According to you, a person can't be wrong for what they find offensive.
Not quite. I said people are
allowed to find anything they want offensive, so other people complaining that someone else finds something offensive that they don't is not newsworthy.
I just think they were being stupid for removing him.
Based on? As I have constructed from an eyewitness account and the comedian's own perspective, what happened was a comedian bombed onstage for a good ten minutes at least.
I already explained this, it's that they thought a non-offensive joke was offensive. The AAA said he was removed for being offensive
Those are not equivalent. You are specifying one particular joke as the sole reason in your first sentence, but then stating the AAA removed him for "being offensive" in a general sense.
As you note, so did the comedian:
Patel said:
It was because three student organizers came onstage and politely told me they were going in a different direction with the next 30 minutes of my remaining time after deciding my material was offensive.
Not just the one joke; the "material" was offensive. Iow, what he did to the crowd, what he shouted for five minutes at the end until it was too much to take and the gay/black joke; all of it was a "trainwreck" of a set that the crowd was not responding to and so the organizers finally killed it. Their
official statement and eyewitness accounts likewise confirms this (emphasis mine):
In an official statement released on Dec. 3, AAA stated that while they acknowledge that discomfort and safety can co-exist, the discomfort Patel caused with his remarks and overall performance opposed AAA and cultureSHOCK’s mission to celebrate, empower, and explore identity in a safe space.
Adam Warren, CC ‘22, was in the audience Saturday night. Warren said that AAA made the right decision to remove Patel from the stage due to the nature of his jokes, which contradicted the sensitive nature of the event itself.

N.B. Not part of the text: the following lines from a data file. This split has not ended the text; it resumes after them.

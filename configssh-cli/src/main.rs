//! coder: workspace CLI. Only `config-ssh` lives here.
//!
//! # Usage
//!
//! ```text
//! coder [--global-config <dir>] [--header <key=value>]... [--header-command <cmd>]
//!     config-ssh [-o <option>]... [--diff] [--yes] [--ssh-config-file <path>]
//!     [--ssh-host-prefix <prefix>] [--ssh-hostname-suffix <suffix>]
//!     [--use-previous-options] [--wait yes|no|auto] [--disable-autostart]
//!     [--coder-binary-path <path>]
//! ```

mod binpath;
mod client;
mod commands;
mod prompt;

use std::path::PathBuf;
use std::process::ExitCode;

use anyhow::{Context, Result};
use clap::{CommandFactory, FromArgMatches, Parser, Subcommand};

use client::HeaderSource;
use commands::config_ssh::ConfigSshArgs;
use configssh_core::{EscapeOptions, Platform};

#[derive(Parser, Debug)]
#[command(
    name = "coder",
    version,
    about = "Connect to your workspaces over SSH",
    long_about = None,
)]
struct Cli {
    /// Path to the global coder config directory.
    #[arg(long, global = true, env = "CODER_CONFIG_DIR", value_name = "DIR")]
    global_config: Option<PathBuf>,

    /// Additional HTTP headers added to all requests, as key=value. Can be
    /// specified multiple times.
    #[arg(long = "header", global = true, env = "CODER_HEADER", value_name = "KEY=VALUE")]
    headers: Vec<String>,

    /// An external command that outputs additional HTTP headers, one
    /// key=value per line.
    #[arg(long, global = true, env = "CODER_HEADER_COMMAND")]
    header_command: Option<String>,

    #[command(subcommand)]
    command: Commands,
}

#[derive(Subcommand, Debug)]
enum Commands {
    /// Add an SSH Host entry for your workspaces "ssh coder.workspace".
    #[command(name = "config-ssh")]
    ConfigSsh(ConfigSshArgs),
}

fn main() -> Result<ExitCode> {
    init_tracing();

    let escape = EscapeOptions::for_platform(Platform::current());
    let matches = Cli::command()
        .mut_subcommand("config-ssh", |sub| {
            sub.mut_arg("force_unix_filepaths", |arg| {
                arg.hide(escape.hide_force_unix_slashes)
            })
        })
        .get_matches();
    let cli = Cli::from_arg_matches(&matches).unwrap_or_else(|e| e.exit());

    let config_root = match cli.global_config {
        Some(dir) => dir,
        None => dirs::config_dir()
            .context("could not determine config directory")?
            .join("coderv2"),
    };

    let headers = HeaderSource {
        headers: cli.headers,
        command: cli.header_command,
    };

    match cli.command {
        Commands::ConfigSsh(args) => args.run(&config_root, &headers, escape),
    }
}

/// Diagnostics go to stderr; stdout is reserved for diffs and messages.
fn init_tracing() {
    use tracing_subscriber::{fmt, EnvFilter};

    let filter = EnvFilter::try_from_default_env().unwrap_or_else(|_| EnvFilter::new("warn"));
    let _ = fmt()
        .with_env_filter(filter)
        .with_target(false)
        .with_writer(std::io::stderr)
        .try_init();
}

“The message they were trying to send with the event was opposite to the jokes he was making, and using people’s ethnicity as the crux of his jokes could be funny but still offensive...He definitely wasn’t the most crass comedian I’ve ever heard but for the event it was inappropriate,” Warren said.
Joke
s, plural. "Remak
s" plural and "overrall performance."
And just for shits and giggles, I'll re-quote the
audience member I previously quoted:
The news articles I’ve read give the impression that Patel told some controversial jokes that caused PC outrage, but the performance was just a trainwreck. While Patel started with strong laughs, he soon hit a controversial joke that earned mixed reactions. Instead of moving on, Patel warned us that he’s from an older generation (this guy is only 32), and then delivered the usual condescending and presumptuous spiel about how we need to learn about the “real world.” I thought, “Relax, you just got on stage.” Patel presented himself as arrogant and almost contemptuous toward the audience he was meant to entertain. Later, he even said, “Well, I’m already paid,” setting the tone of his performance.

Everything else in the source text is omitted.